En los pasillos de los Tribunales Electorales Departamentales de Bolivia, ayer se respiraba un aire denso, cargado de una mezcla de oportunismo y desesperación. Se han cerrado los registros de candidaturas para las elecciones del 22 de marzo y, como si se tratara de un casting para un reality show, hemos visto desfilar a miles —literalmente miles— de ciudadanos convencidos de que el destino del país depende de que ellos ocupen una silla en una alcaldía, una gobernación, un concejo municipal o en una asamblea departamental.
Lo que resulta fascinante, y a la vez profundamente alarmante, es la naturaleza de este «objeto del deseo» llamado política. Para un grupo nada despreciable de estos postulantes (por supuesto que hay importantes y brillantes excepciones), la gestión pública no es un servicio, ni una responsabilidad técnica, ni mucho menos una vocación. Es un fetiche. Un accesorio de estatus que se busca con la misma ligereza con la que se compra un auto nuevo o se cambia de corte de pelo, pero sin tener la menor idea de cómo se conduce la máquina del Estado.
Asistimos a la era del candidato sin atributos. Personajes que no podrían explicar la diferencia entre el POA (Plan Operativo Anual) y el PDES (Plan de Desarrollo Económico y Social), pero que sonríen con dentadura blanqueada en los carteles. Carecen de formación, de trayectoria en la gestión de lo público y, lo que es peor, de un plan mínimo de gobierno. Su única «calificación» es haber acumulado un puñado de seguidores en TikTok o ser el «amigo de» algún caudillo o “jefazo” circunstancial.
El absurdo se completa con la aritmética del fracaso. Hay candidatos cuyas posibilidades de éxito son, estadísticamente, equivalentes a cero. Postulan por siglas que son meros cascarones de alquiler, siglas que —irónicamente— cambian de manos y de ideología según la temporada de ofertas.

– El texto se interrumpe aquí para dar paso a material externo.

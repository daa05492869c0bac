//! End-to-end client tests against a wiremock server

use graphkit::http::Method;
use graphkit::{CancellationToken, Error, GraphClient};
use rstest::rstest;
use serde_json::json;
use std::time::Duration;
use wiremock::matchers::{header, header_exists, method, path, query_param};
use wiremock::{Mock, MockServer, ResponseTemplate};

mod common;
use common::{graph_error, mock_server, test_client};

#[rstest]
#[tokio::test]
async fn test_send_json(#[future] mock_server: MockServer) {
    let server = mock_server.await;
    let client = test_client(&server);

    Mock::given(method("GET"))
        .and(path("/v1.0/me"))
        .and(query_param("$select", "displayName"))
        .and(header("authorization", "Bearer test-token"))
        .and(header_exists("client-request-id"))
        .and(header_exists("sdkversion"))
        .respond_with(ResponseTemplate::new(200).set_body_json(json!({"displayName": "Adele Vance"})))
        .expect(1)
        .mount(&server)
        .await;

    let info = client
        .request_information(Method::GET, "/me")
        .query_parameter("$select", "displayName");
    let me: serde_json::Value = client.send_json(info).await.unwrap();

    assert_eq!(me["displayName"], "Adele Vance");
}

#[rstest]
#[tokio::test]
async fn test_error_response(#[future] mock_server: MockServer) {
    let server = mock_server.await;
    let client = test_client(&server);

    Mock::given(method("GET"))
        .and(path("/v1.0/users/missing"))
        .respond_with(
            ResponseTemplate::new(404)
                .set_body_json(graph_error("Request_ResourceNotFound", "Resource 'missing' does not exist."))
                .insert_header("request-id", "from-header"),
        )
        .mount(&server)
        .await;

    let info = client.request_information(Method::GET, "/users/missing");
    let response = client.send(info.clone()).await.unwrap();
    assert_eq!(response.status().as_u16(), 404);

    match client.send_json::<serde_json::Value>(info).await {
        Err(Error::Service(err)) => {
            assert_eq!(err.status, 404);
            assert_eq!(err.code.as_deref(), Some("Request_ResourceNotFound"));
            assert_eq!(err.request_id.as_deref(), Some("0f1c6c5e-3c8d-4b8e-9d3b-8b2d2c7f9a10"));
        }
        other => panic!("Expected Service error, got {:?}", other),
    }
}

#[rstest]
#[tokio::test]
async fn test_throttled_request_is_retried(#[future] mock_server: MockServer) {
    let server = mock_server.await;
    let client = test_client(&server);

    Mock::given(method("GET"))
        .and(path("/v1.0/me/messages"))
        .respond_with(ResponseTemplate::new(503).insert_header("retry-after", "0"))
        .up_to_n_times(1)
        .expect(1)
        .mount(&server)
        .await;
    Mock::given(method("GET"))
        .and(path("/v1.0/me/messages"))
        .and(header("retry-attempt", "1"))
        .respond_with(ResponseTemplate::new(200).set_body_json(json!({"value": []})))
        .expect(1)
        .mount(&server)
        .await;

    let messages: serde_json::Value = client
        .send_json(client.request_information(Method::GET, "/me/messages"))
        .await
        .unwrap();

    assert_eq!(messages["value"], json!([]));
}

#[rstest]
#[tokio::test]
async fn test_relative_redirect_is_followed(#[future] mock_server: MockServer) {
    let server = mock_server.await;
    let client = test_client(&server);

    Mock::given(method("GET"))
        .and(path("/v1.0/me/drive/root"))
        .respond_with(ResponseTemplate::new(302).insert_header("location", "/v1.0/drives/d1/root"))
        .mount(&server)
        .await;
    Mock::given(method("GET"))
        .and(path("/v1.0/drives/d1/root"))
        .and(header("authorization", "Bearer test-token"))
        .respond_with(ResponseTemplate::new(200).set_body_json(json!({"name": "root"})))
        .expect(1)
        .mount(&server)
        .await;

    let root: serde_json::Value = client
        .send_json(client.request_information(Method::GET, "/me/drive/root"))
        .await
        .unwrap();

    assert_eq!(root["name"], "root");
}

#[rstest]
#[tokio::test]
async fn test_cancelled_before_send(#[future] mock_server: MockServer) {
    let server = mock_server.await;
    let client = test_client(&server);

    Mock::given(method("GET"))
        .respond_with(ResponseTemplate::new(200))
        .expect(0)
        .mount(&server)
        .await;

    let token = CancellationToken::new();
    token.cancel();
    let err = client
        .send_with_cancellation(client.request_information(Method::GET, "/me"), &token)
        .await
        .unwrap_err();

    assert!(matches!(err, Error::Cancelled));
}

#[rstest]
#[tokio::test]
async fn test_timeout(#[future] mock_server: MockServer) {
    let server = mock_server.await;
    let client = GraphClient::builder()
        .access_token(common::TEST_TOKEN)
        .base_url(server.uri())
        .timeout(Duration::from_millis(200))
        .build()
        .unwrap();

    Mock::given(method("GET"))
        .and(path("/v1.0/me"))
        .respond_with(ResponseTemplate::new(200).set_delay(Duration::from_secs(2)))
        .mount(&server)
        .await;

    let err = client
        .send(client.request_information(Method::GET, "/me"))
        .await
        .unwrap_err();

    assert!(err.is_timeout(), "expected timeout, got {err:?}");
}

#[rstest]
#[tokio::test]
async fn test_token_not_sent_to_other_hosts(#[future] mock_server: MockServer) {
    let server = mock_server.await;
    let client = GraphClient::builder()
        .access_token(common::TEST_TOKEN)
        .build()
        .unwrap();

    Mock::given(method("GET"))
        .and(path("/external"))
        .respond_with(ResponseTemplate::new(200))
        .expect(1)
        .mount(&server)
        .await;

    let url = format!("{}/external", server.uri()).parse().unwrap();
    let info = graphkit::RequestInformation::with_url(Method::GET, url);
    client.send(info).await.unwrap();

    let requests = server.received_requests().await.unwrap_or_default();
    assert!(requests[0].headers.get("authorization").is_none());
}
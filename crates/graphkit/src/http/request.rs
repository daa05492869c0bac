//! URL-template request descriptor

use crate::error::{Error, Result};
use bytes::Bytes;
use graphkit_transport::{HttpRequest, RequestBody};
use http::{HeaderMap, HeaderName, HeaderValue, Method, header};
use serde::Serialize;
use std::collections::BTreeMap;
use url::Url;

/// Describes a request before it is turned into an [`HttpRequest`].
///
/// The URL comes from a template such as `{+baseurl}/users/{user_id}/messages{?%24top}`:
/// - `{+name}` inserts the path parameter verbatim
/// - `{name}` inserts the path parameter percent-encoded
/// - `{?a,b}` appends the named query parameters that are set
///
/// Query parameters not named by the template are appended as well.
#[derive(Debug, Clone)]
pub struct RequestInformation {
    /// HTTP method
    pub method: Method,
    /// URL template
    pub url_template: String,
    /// Values for path expressions
    pub path_parameters: BTreeMap<String, String>,
    /// Values for query parameters
    pub query_parameters: BTreeMap<String, String>,
    /// Request headers
    pub headers: HeaderMap,
    /// Request body
    pub content: RequestBody,
    url: Option<Url>,
}

impl RequestInformation {
    /// Create a descriptor for `method` and `url_template`.
    pub fn new(method: Method, url_template: impl Into<String>) -> Self {
        Self {
            method,
            url_template: url_template.into(),
            path_parameters: BTreeMap::new(),
            query_parameters: BTreeMap::new(),
            headers: HeaderMap::new(),
            content: RequestBody::Empty,
            url: None,
        }
    }

    /// Create a descriptor for an already resolved URL; the template is ignored.
    pub fn with_url(method: Method, url: Url) -> Self {
        let mut info = Self::new(method, url.as_str());
        info.url = Some(url);
        info
    }

    /// Set a path parameter.
    pub fn path_parameter(mut self, name: impl Into<String>, value: impl Into<String>) -> Self {
        self.path_parameters.insert(name.into(), value.into());
        self
    }

    /// Set a query parameter.
    pub fn query_parameter(mut self, name: impl Into<String>, value: impl Into<String>) -> Self {
        self.query_parameters.insert(name.into(), value.into());
        self
    }

    /// Set a header, replacing any previous value.
    ///
    /// # Errors
    ///
    /// Returns an error if the header name or value contains invalid characters.
    pub fn try_header(mut self, name: &str, value: &str) -> Result<Self> {
        let name: HeaderName = name.parse()?;
        let value: HeaderValue = value.parse()?;
        self.headers.insert(name, value);
        Ok(self)
    }

    /// Serialize `value` as the JSON body and set `Content-Type: application/json`.
    pub fn set_json_content<T: Serialize + ?Sized>(&mut self, value: &T) -> Result<()> {
        let bytes = serde_json::to_vec(value)?;
        self.set_content(bytes, HeaderValue::from_static("application/json"));
        Ok(())
    }

    /// Use `bytes` as the body with the given content type.
    pub fn set_content(&mut self, bytes: impl Into<Bytes>, content_type: HeaderValue) {
        self.headers.insert(header::CONTENT_TYPE, content_type);
        self.content = RequestBody::Buffered(bytes.into());
    }

    /// Use a one-shot stream as the body with `Content-Type: application/octet-stream`.
    ///
    /// Stream bodies have no known length, so they are never retried.
    pub fn set_stream_content(&mut self, body: RequestBody) {
        self.headers.insert(
            header::CONTENT_TYPE,
            HeaderValue::from_static("application/octet-stream"),
        );
        self.content = body;
    }

    /// Expand the template into an absolute URL.
    ///
    /// # Errors
    ///
    /// Returns [`Error::InvalidArgument`] for an unterminated expression and
    /// [`Error::InvalidUrl`] if the expansion is not an absolute URL.
    pub fn url(&self) -> Result<Url> {
        if let Some(url) = &self.url {
            return Ok(url.clone());
        }

        let mut expanded = String::with_capacity(self.url_template.len());
        let mut used_query = Vec::new();
        let mut has_query = false;
        let mut rest = self.url_template.as_str();

        while let Some(open) = rest.find('{') {
            expanded.push_str(&rest[..open]);
            let close = rest[open..].find('}').ok_or_else(|| {
                Error::InvalidArgument(format!("unterminated expression in '{}'", self.url_template))
            })? + open;
            let expression = &rest[open + 1..close];

            if let Some(raw) = expression.strip_prefix('+') {
                if let Some(value) = self.path_parameters.get(raw) {
                    expanded.push_str(value);
                }
            } else if let Some(names) = expression.strip_prefix('?') {
                for name in names.split(',') {
                    used_query.push(name);
                    if let Some(value) = self.query_parameters.get(name) {
                        push_query(&mut expanded, &mut has_query, name, value);
                    }
                }
            } else if let Some(value) = self.path_parameters.get(expression) {
                expanded.push_str(&urlencoding::encode(value));
            }

            rest = &rest[close + 1..];
        }
        expanded.push_str(rest);

        if expanded.contains('?') {
            has_query = true;
        }
        for (name, value) in &self.query_parameters {
            if !used_query.contains(&name.as_str()) {
                push_query(&mut expanded, &mut has_query, name, value);
            }
        }

        Url::parse(&expanded).map_err(|e| Error::InvalidUrl(format!("{expanded}: {e}")))
    }

    /// Turn the descriptor into a wire-level request.
    pub fn into_http_request(self) -> Result<HttpRequest> {
        let url = self.url()?;
        Ok(HttpRequest {
            method: self.method,
            url,
            headers: self.headers,
            body: self.content,
        })
    }
}

fn push_query(url: &mut String, has_query: &mut bool, name: &str, value: &str) {
    url.push(if *has_query { '&' } else { '?' });
    *has_query = true;
    url.push_str(name);
    url.push('=');
    url.push_str(&urlencoding::encode(value));
}
//! Centralized observability utilities for structured logging
//!
//! Every hop through the pipeline is logged by the telemetry middleware
//! through this module; batch parsing reports per-step failures here too.

use std::time::{Duration, Instant};
use tracing::{debug, info, warn};

/// HTTP request metadata for structured logging
#[derive(Debug, Clone)]
pub struct RequestMetadata {
    /// HTTP method (GET, POST, etc.)
    pub method: String,
    /// Request URL
    pub url: String,
    /// Request body size in bytes (optional)
    pub body_size: Option<usize>,
    /// Retry number, when this hop is a retry
    pub attempt: Option<u32>,
    /// Correlation id sent to the service
    pub client_request_id: Option<String>,
}

impl RequestMetadata {
    /// Create new request metadata
    pub fn new(method: impl Into<String>, url: impl Into<String>) -> Self {
        Self {
            method: method.into(),
            url: url.into(),
            body_size: None,
            attempt: None,
            client_request_id: None,
        }
    }

    /// Set the request body size
    pub fn with_body_size(mut self, size: usize) -> Self {
        self.body_size = Some(size);
        self
    }

    /// Set the retry number
    pub fn with_attempt(mut self, attempt: u32) -> Self {
        self.attempt = Some(attempt);
        self
    }

    /// Set the correlation id
    pub fn with_client_request_id(mut self, id: impl Into<String>) -> Self {
        self.client_request_id = Some(id.into());
        self
    }

    /// Log request being sent
    pub fn log_request(&self) {
        debug!(
            method = %self.method,
            url = %self.url,
            body_size = self.body_size,
            attempt = self.attempt,
            client_request_id = self.client_request_id.as_deref(),
            "Sending HTTP request"
        );
    }

    /// Log a request that produced no response
    pub fn log_failure(&self, error: &str, elapsed: Duration) {
        warn!(
            method = %self.method,
            url = %self.url,
            elapsed_ms = elapsed.as_millis() as u64,
            error = %error,
            attempt = self.attempt,
            "HTTP request failed without a response"
        );
    }
}

/// HTTP response metadata for structured logging
#[derive(Debug, Clone)]
pub struct ResponseMetadata {
    /// HTTP status code
    pub status: u16,
    /// Response body size in bytes (optional)
    pub body_size: Option<usize>,
    /// Time elapsed for the request
    pub elapsed: Duration,
}

impl ResponseMetadata {
    /// Create new response metadata
    pub fn new(status: u16, elapsed: Duration) -> Self {
        Self {
            status,
            body_size: None,
            elapsed,
        }
    }

    /// Set the response body size
    pub fn with_body_size(mut self, size: usize) -> Self {
        self.body_size = Some(size);
        self
    }

    /// Log successful response
    pub fn log_success(&self, request: &RequestMetadata) {
        info!(
            method = %request.method,
            url = %request.url,
            status = self.status,
            elapsed_ms = self.elapsed.as_millis() as u64,
            body_size = self.body_size,
            attempt = request.attempt,
            "HTTP request succeeded"
        );
    }

    /// Log failed response
    pub fn log_error(&self, request: &RequestMetadata, error: &str) {
        warn!(
            method = %request.method,
            url = %request.url,
            status = self.status,
            elapsed_ms = self.elapsed.as_millis() as u64,
            error = %error,
            attempt = request.attempt,
            "HTTP request failed"
        );
    }
}

/// Timer for measuring request duration
pub struct RequestTimer {
    start: Instant,
}

impl RequestTimer {
    /// Start a new timer
    pub fn start() -> Self {
        Self {
            start: Instant::now(),
        }
    }

    /// Get elapsed duration
    pub fn elapsed(&self) -> Duration {
        self.start.elapsed()
    }
}

/// Log a batch step that came back with a non-success status
pub fn log_batch_step_failed(step_id: &str, status: u16) {
    debug!(step_id = %step_id, status, "Batch step failed");
}

/// Log a batch step whose status is not a valid HTTP status
pub fn log_batch_step_invalid_status(step_id: &str, status: &serde_json::Value) {
    warn!(step_id = %step_id, status = %status, "Batch step has invalid status, treating as 502");
}

/// Log a parsed batch response
pub fn log_batch_parsed(steps: usize, failed: usize) {
    debug!(steps, failed, "Batch response parsed");
}

/// Install a `tracing-subscriber` formatter filtered by `RUST_LOG`.
///
/// Intended for binaries and examples; libraries should leave subscriber
/// setup to the application. Does nothing if a global subscriber is set.
#[cfg(feature = "trace")]
#[cfg_attr(docsrs, doc(cfg(feature = "trace")))]
pub fn init_tracing() {
    use tracing_subscriber::EnvFilter;

    let _ = tracing_subscriber::fmt()
        .with_env_filter(
            EnvFilter::try_from_default_env().unwrap_or_else(|_| EnvFilter::new("graphkit=info")),
        )
        .try_init();
}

Aquí llegamos al punto más cínico del proceso: el desprecio absoluto por los principios. En esta subasta electoral, la ideología ha muerto. Vemos a «izquierdistas» recalcitrantes abrazados a siglas de la «derecha» más rancia, y a defensores del libre mercado postulando por partidos que piden la nacionalización hasta del aire. No les importa. El objetivo no es transformar la realidad, sino acceder al presupuesto, al contrato, a la «pega».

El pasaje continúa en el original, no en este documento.